SOUTH THOMASTON, Maine — A former curator-director of the Hardin County Historical Museums and a one-time Hardin County Citizen of the Year was found dead last week in the Maine wilderness.
Charles Matthew Jacobs, 62, died July 18, several days after his vehicle was found stuck in a road by the Piscataquis County Sheriff’s Office and the Maine Warden Service. Authorities said Jacobs had not been heard from for several days.
Jacobs was the former curator-director of the Hardin County Historical Museums, and, according to his obituary, considered Kenton his true home. His greatest source of pride was being named Hardin County Citizen of the Year. He authored the book “Kenton Toys: The Real Thing in Everything But Size” during his time in that position.

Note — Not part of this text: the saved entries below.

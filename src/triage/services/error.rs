//! Service-level errors for triage operations.

use crate::board::domain::{BoardDomainError, ProjectId, TaskId};
use crate::board::ports::BoardRepositoryError;
use thiserror::Error;

/// Errors returned by triage services.
///
/// Absent suggestions (an empty decomposition, an empty candidate list from
/// text that matches no skills) are normal outcomes and never surface here;
/// this type covers missing records, domain validation, and persistence.
#[derive(Debug, Error)]
pub enum TriageError {
    /// The referenced project does not exist.
    #[error("project not found: {0}")]
    ProjectNotFound(ProjectId),

    /// The referenced task does not exist.
    #[error("task not found: {0}")]
    TaskNotFound(TaskId),

    /// Auto-assignment found no candidate with a positive score.
    #[error("no suitable assignee found for task {0}")]
    NoCandidate(TaskId),

    /// Domain validation failed.
    #[error(transparent)]
    Domain(#[from] BoardDomainError),

    /// Repository operation failed.
    #[error(transparent)]
    Repository(#[from] BoardRepositoryError),
}

/// Result type for triage service operations.
pub type TriageResult<T> = Result<T, TriageError>;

After leaving Hardin County, Jacobs served as director of the Wolcott House Museum in Maumee and the Joel Lane House in Raleigh, North Carolina. He had worked for the Huddleston Farmhouse and National Road Interpretive Center in Cambridge City, Indiana, and the Morris-Butler House in Indianapolis.
In recent years, Jacobs lived on the coast of Maine, where he was an author and a purveyor of “dirigibilia,” a term he coined to refer to the dirigible memorabilia he had collected all his life.
“The best way to honor Chuck’s memory is to be kind to one another,” his memorial stated.